[TASK INSTRUCTIONS] Produce an exact copy of the first line of the data below and each line after it, please, up to and including the one with "fn run_check(args: CheckArgs)".

+--

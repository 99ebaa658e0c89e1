// ============================================================
// CLI / Presentation Layer
// ============================================================
// Parses arguments with clap and prints reports. All real work
// is delegated to the application layer.
//
//   `inspect` : label table summary
//   `check`   : one batch through the model

pub mod commands;

use anyhow::Result;
use clap::Parser;
use commands::{CheckArgs, Commands, InspectArgs};

#[derive(Parser, Debug)]
#[command(
    name = "product-classifier",
    version,
    about = "Prepare product photo datasets and run the category/condition classifier."
)]
pub struct Cli {
    #[command(subcommand)]
    pub command: Commands,
}

impl Cli {
    pub fn run(self) -> Result<()> {
        match self.command {
            Commands::Inspect(args) => run_inspect(args),
            Commands::Check(args)   => run_check(args),
        }
    }
}

fn run_inspect(args: InspectArgs) -> Result<()> {
    use crate::application::inspect_use_case::{ClassSummary, InspectUseCase};

    let report = InspectUseCase::new(args.data.into_config()?).execute()?;

    let print_table = |title: &str, classes: &[ClassSummary]| {
        println!("\n{title} ({} classes)", classes.len());
        println!("  {:>4}  {:<24} {:>8} {:>10}", "id", "label", "count", "weight");
        for c in classes {
            println!("  {:>4}  {:<24} {:>8} {:>10.4}", c.id, c.label, c.count, c.weight);
        }
    };

    println!("Records: {}", report.records);
    print_table("Categories", &report.categories);
    print_table("Conditions", &report.conditions);
    Ok(())
}

fn run_check(args: CheckArgs) -> Result<()> {
    use crate::application::check_use_case::CheckUseCase;

    let report = CheckUseCase::new(args.try_into()?).execute()?;

    println!("Category logits:  {:?}", report.category_logits);
    println!("Condition logits: {:?}", report.condition_logits);
    for p in &report.predictions {
        println!("  {:<12} → {} / {}", p.id, p.category, p.condition);
    }
    Ok(())
}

+--

[THE ANSWER]
repository 99ebaa658e0c89e1
// ============================================================
// CLI / Presentation Layer
// ============================================================
// Parses arguments with clap and prints reports. All real work
// is delegated to the application layer.
//
//   `inspect` : label table summary
//   `check`   : one batch through the model

pub mod commands;

use anyhow::Result;
use clap::Parser;
use commands::{CheckArgs, Commands, InspectArgs};

#[derive(Parser, Debug)]
#[command(
    name = "product-classifier",
    version,
    about = "Prepare product photo datasets and run the category/condition classifier."
)]
pub struct Cli {
    #[command(subcommand)]
    pub command: Commands,
}

impl Cli {
    pub fn run(self) -> Result<()> {
        match self.command {
            Commands::Inspect(args) => run_inspect(args),
            Commands::Check(args)   => run_check(args),
        }
    }
}

fn run_inspect(args: InspectArgs) -> Result<()> {
    use crate::application::inspect_use_case::{ClassSummary, InspectUseCase};

    let report = InspectUseCase::new(args.data.into_config()?).execute()?;

    let print_table = |title: &str, classes: &[ClassSummary]| {
        println!("\n{title} ({} classes)", classes.len());
        println!("  {:>4}  {:<24} {:>8} {:>10}", "id", "label", "count", "weight");
        for c in classes {
            println!("  {:>4}  {:<24} {:>8} {:>10.4}", c.id, c.label, c.count, c.weight);
        }
    };

    println!("Records: {}", report.records);
    print_table("Categories", &report.categories);
    print_table("Conditions", &report.conditions);
    Ok(())
}

fn run_check(args: CheckArgs) -> Result<()> {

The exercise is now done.